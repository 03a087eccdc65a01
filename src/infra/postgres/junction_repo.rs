use {
    crate::domain::entity::Junction,
    crate::domain::id::TenantId,
    crate::domain::repository::{JunctionLookup, RepoFuture},
    sqlx::PgPool,
};

/// Junction lookups against the tenant's business tables.
///
/// Identifiers come from the compile-time entity map and are validated by
/// `EntityRegistry::new`, so quoting them into the statement is safe.
pub struct PgJunctionLookup {
    pool: PgPool,
    tenant_column: Option<String>,
}

impl PgJunctionLookup {
    /// `tenant_column` scopes lookups when business tables are shared
    /// between tenants (e.g. `companyId`).
    pub fn new(pool: PgPool, tenant_column: Option<String>) -> Self {
        Self {
            pool,
            tenant_column,
        }
    }

    fn statement(&self, junction: &Junction) -> String {
        let mut sql = format!(
            r#"SELECT "{owner}"::text FROM "{table}" WHERE "{fk}"::text = $1"#,
            owner = junction.entity_id_column,
            table = junction.table,
            fk = junction.foreign_key,
        );
        if let Some(column) = &self.tenant_column {
            sql.push_str(&format!(r#" AND "{column}"::text = $2"#));
        }
        sql.push_str(" LIMIT 1");
        sql
    }
}

impl JunctionLookup for PgJunctionLookup {
    fn find_owner(
        &self,
        tenant_id: &TenantId,
        junction: &Junction,
        record_id: &str,
    ) -> RepoFuture<'_, Option<String>> {
        let sql = self.statement(junction);
        let tenant_id = tenant_id.clone();
        let record_id = record_id.to_string();
        Box::pin(async move {
            let mut query = sqlx::query_scalar::<_, Option<String>>(&sql).bind(record_id);
            if self.tenant_column.is_some() {
                query = query.bind(tenant_id.into_inner());
            }
            let owner = query.fetch_optional(&self.pool).await?;
            Ok(owner.flatten())
        })
    }
}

────

### Required work
The full set of records above must be retyped exactly.

### Written solution
repository 03a087eccdc65a01
filename src/infra/postgres/junction_repo.rs
use {
    crate::domain::entity::Junction,
    crate::domain::id::TenantId,
    crate::domain::repository::{JunctionLookup, RepoFuture},
    sqlx::PgPool,
};

/// Junction lookups against the tenant's business tables.
///
/// Identifiers come from the compile-time entity map and are validated by
/// `EntityRegistry::new`, so quoting them into the statement is safe.
pub struct PgJunctionLookup {
    pool: PgPool,
    tenant_column: Option<String>,
}

impl PgJunctionLookup {
    /// `tenant_column` scopes lookups when business tables are shared
    /// between tenants (e.g. `companyId`).
    pub fn new(pool: PgPool, tenant_column: Option<String>) -> Self {
        Self {
            pool,
            tenant_column,
        }
    }

    fn statement(&self, junction: &Junction) -> String {
        let mut sql = format!(
            r#"SELECT "{owner}"::text FROM "{table}" WHERE "{fk}"::text = $1"#,
            owner = junction.entity_id_column,
            table = junction.table,
            fk = junction.foreign_key,
        );
        if let Some(column) = &self.tenant_column {
            sql.push_str(&format!(r#" AND "{column}"::text = $2"#));
        }
        sql.push_str(" LIMIT 1");
        sql
    }
}

impl JunctionLookup for PgJunctionLookup {
    fn find_owner(
        &self,
        tenant_id: &TenantId,
        junction: &Junction,
        record_id: &str,
    ) -> RepoFuture<'_, Option<String>> {
        let sql = self.statement(junction);
        let tenant_id = tenant_id.clone();
        let record_id = record_id.to_string();
        Box::pin(async move {
            let mut query = sqlx::query_scalar::<_, Option<String>>(&sql).bind(record_id);
            if self.tenant_column.is_some() {
                query = query.bind(tenant_id.into_inner());
            }
            let owner = query.fetch_optional(&self.pool).await?;
            Ok(owner.flatten())
        })
    }
}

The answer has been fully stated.